Kabule göre de; HMK"nın 298 inci maddesinin ikinci fıkrası gereğince de; gerekçeli karar, tefhim edilen hüküm sonucuna aykırı olamaz. Esasen kısa kararı yazıp, tefhim etmekle davadan elini çekmiş olan hakimin artık bu kararını değiştirmesine yasal olanak da yoktur. Kısa kararla gerekçeli kararın birbirinden farklı olması yargılamanın aleniyeti, kararların alenen tefhim olunmasına ilişkin Anayasanın 141 inci maddesi ile HMK"nın yukarıda değinilen buyurucu nitelikteki maddelerine de aykırı bir durum yaratır. Ayrıca bu husus kamu düzeni ile ilgili olup, gözetilmesi kanun ile hakime yükletilmiş bir görevdir.
Eldeki davada mahkemece, 22/10/2020 tarihli son celsede kısa karar ile “1-Adi ortaklığın defterleri davacıda olduğundan, ancak bu işyerinin kaydı ne SGK"da ne de Vergi Dairesinde bulunmadığından, 2004"te resen terk mükellefi olduğu Vergi Dairesince bildirildiğinden, adi ortalığın feshine, ortada mal, alacak ve borç tespit edilemediğinden tasfiyeye gerek bulunmadığına,” dair hüküm kurulmuş; gerekçeli kararda ise hükme “maddi-manevi tazminat taleplerinin reddine” kısmı eklenmek suretiyle kısa karar ile gerekçeli karar arasında çelişki oluşturulmuştur.

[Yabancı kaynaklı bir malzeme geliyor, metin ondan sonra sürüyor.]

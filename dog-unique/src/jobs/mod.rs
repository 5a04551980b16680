//! Job builders and the push entry point
//!
//! ```rust
//! # tokio_test::block_on(async {
//! use dog_unique::{jobs, BackgroundJobConfig, JobOptions};
//! use dog_unique::testing::RecordingPusher;
//! use serde_json::json;
//!
//! let config = BackgroundJobConfig::new();
//! config.sidekiq().register_job("DummyWorker", JobOptions::new().with_queue("mailer"));
//!
//! let pusher = RecordingPusher::new();
//! let outcome = jobs::sidekiq(&config, "DummyWorker")
//!     .unwrap()
//!     .with_args(vec![json!(1)])
//!     .push(&config, &pusher)
//!     .await
//!     .unwrap();
//!
//! assert!(outcome.is_pushed());
//! assert_eq!(pusher.jobs_for(None, Some("DummyWorker")).len(), 1);
//! # });
//! ```

pub mod faktory;
pub mod sidekiq;

use async_trait::async_trait;
use serde_json::{Map, Value};
use tracing::{debug, instrument};

use crate::config::{BackgroundJobConfig, JobOptions};
use crate::middleware::PushOutcome;
use crate::types::{Backend, JobMessage};
use crate::UniqueResult;

#[cfg(feature = "redis")]
pub use sidekiq::SidekiqRedisPusher;

/// Delivers a normalized payload to a backend
///
/// This is the innermost step of a producer [`crate::MiddlewareChain`].
#[async_trait]
pub trait JobPusher: Send + Sync {
    async fn push(&self, backend: Backend, payload: &Map<String, Value>) -> UniqueResult<()>;
}

/// Start a Sidekiq job for `job_class`, with options from the known-jobs table
pub fn sidekiq(config: &BackgroundJobConfig, job_class: &str) -> UniqueResult<JobMessage> {
    build(config, Backend::Sidekiq, job_class, JobOptions::default())
}

/// Start a Faktory job for `job_class`, with options from the known-jobs table
pub fn faktory(config: &BackgroundJobConfig, job_class: &str) -> UniqueResult<JobMessage> {
    build(config, Backend::Faktory, job_class, JobOptions::default())
}

/// Start a job, merging `options` over the known-jobs table and backend defaults
///
/// A `uniq` option is applied as the job's uniqueness declaration. Fails with [`crate::UniqueError::NotDefinedJob`] when the backend is strict
/// and `job_class` is not a known job.
pub fn build(
    config: &BackgroundJobConfig,
    backend: Backend,
    job_class: &str,
    options: JobOptions,
) -> UniqueResult<JobMessage> {
    let options = config
        .for_backend(backend)
        .resolve_options(job_class, options)?;
    let job = JobMessage::new(backend, job_class)
        .with_clock(config.clock())
        .with_options(options);

    let job = match backend {
        Backend::Sidekiq => sidekiq::seed(job),
        Backend::Faktory => faktory::seed(job),
    };
    let declaration = job.options().uniq.clone();
    match declaration {
        Some(declaration) => job.unique(declaration),
        None => Ok(job),
    }
}

impl JobMessage {
    /// Normalize the payload and push it through the backend's producer chain
    ///
    /// Returns [`PushOutcome::NotAdmitted`] when an interceptor (such as an
    /// active uniqueness lock) stopped the push.
    #[instrument(skip_all, fields(backend = %self.backend(), job_class = %self.job_class()))]
    pub async fn push(
        mut self,
        config: &BackgroundJobConfig,
        pusher: &dyn JobPusher,
    ) -> UniqueResult<PushOutcome> {
        let backend = self.backend();
        match backend {
            Backend::Sidekiq => sidekiq::normalize(&mut self),
            Backend::Faktory => faktory::normalize(&mut self),
        }

        let outcome = config
            .for_backend(backend)
            .middleware()
            .invoke(&mut self, backend, pusher)
            .await?;
        debug!(pushed = outcome.is_pushed(), "Push finished");
        Ok(outcome)
    }
}

#[cfg(test)]
mod tests {
    use super::*;
    use crate::store::ManualClock;
    use crate::testing::RecordingPusher;
    use crate::UniqueError;
    use serde_json::json;
    use std::sync::Arc;

    #[test]
    fn test_strict_mode_requires_known_job() {
        let config = BackgroundJobConfig::new();
        let err = sidekiq(&config, "DummyWorker").unwrap_err();
        assert!(matches!(err, UniqueError::NotDefinedJob(_)));

        config.faktory().set_strict(false);
        assert!(faktory(&config, "DummyWorker").is_ok());
    }

    #[test]
    fn test_build_merges_options() {
        let config = BackgroundJobConfig::new();
        config
            .sidekiq()
            .register_job("DummyWorker", JobOptions::new().with_queue("mailer"));

        let job = build(
            &config,
            Backend::Sidekiq,
            "DummyWorker",
            JobOptions::new().with_retry(5),
        )
        .unwrap();
        assert_eq!(job.queue(), Some("mailer"));
        assert_eq!(job.payload().get("retry"), Some(&json!(5)));
    }

    #[test]
    fn test_build_applies_uniq_from_known_jobs() {
        let config = BackgroundJobConfig::new();
        config
            .faktory()
            .load_jobs_json(r#"{"IndexWorker": {"uniq": {"across": "systemwide", "timeout": 60}}}"#)
            .unwrap();

        let job = faktory(&config, "IndexWorker").unwrap();
        let policy = job.unique_job().unwrap();
        assert_eq!(policy.across, crate::Across::Systemwide);
        assert_eq!(policy.timeout, 60);

        let job = build(&config, Backend::Faktory, "IndexWorker", JobOptions::new().with_uniq(false))
            .unwrap();
        assert!(!job.is_unique_job());

        config
            .faktory()
            .register_job("IndexWorker", JobOptions::new().with_uniq(json!({"across": "invalid"})));
        assert!(faktory(&config, "IndexWorker").unwrap_err().is_config_error());
    }

    #[tokio::test]
    async fn test_push_runs_through_chain_and_records() {
        let config = BackgroundJobConfig::new().with_clock(Arc::new(ManualClock::new(100.0)));
        config.sidekiq().set_strict(false);
        let pusher = RecordingPusher::new();

        let outcome = sidekiq(&config, "DummyWorker")
            .unwrap()
            .with_jid("abc")
            .push(&config, &pusher)
            .await
            .unwrap();

        let payload = outcome.payload().unwrap();
        assert_eq!(payload.get("jid"), Some(&json!("abc")));
        assert_eq!(payload.get("enqueued_at"), Some(&json!(100.0)));
        assert_eq!(pusher.jobs_for(Some(Backend::Sidekiq), None).len(), 1);
    }
}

Mahkemece, yukarıda açıklandığı üzere ve kısa karar ile bağlı kalınmadan, ancak kısa karar ile gerekçeli karar arasındaki çelişki giderilerek ve dosya münderacatına göre, açıklanan hususlar göz önünde tutularak karar verilmesi gerekirken, yazılı şekilde karar verilmiş olması doğru değildir.
2)Bozma nedenine göre, davacı tarafın diğer temyiz itirazlarının bu aşamada incelenmesine gerek görülmemiştir.
SONUÇ: Yukarıda birinci bentde açıklanan nedenlerle hükmün BOZULMASINA, ikinci bentte açıklanan nedenlerle davacı tarafın diğer temyiz itirazlarının bu aşamada incelenmesine yer olmadığına, peşin alınan harcın istek halinde temyiz edene iadesine, 6100 sayılı HMK"nın Geçici Madde 3 atfıyla 1086 sayılı HUMK" nın 440 inci maddesi gereğince kararın tebliğinden itibaren 15 günlük süre içinde karar düzeltme yolu açık olmak üzere, 16/09/2021 tarihinde oy birliği ile karar verildi.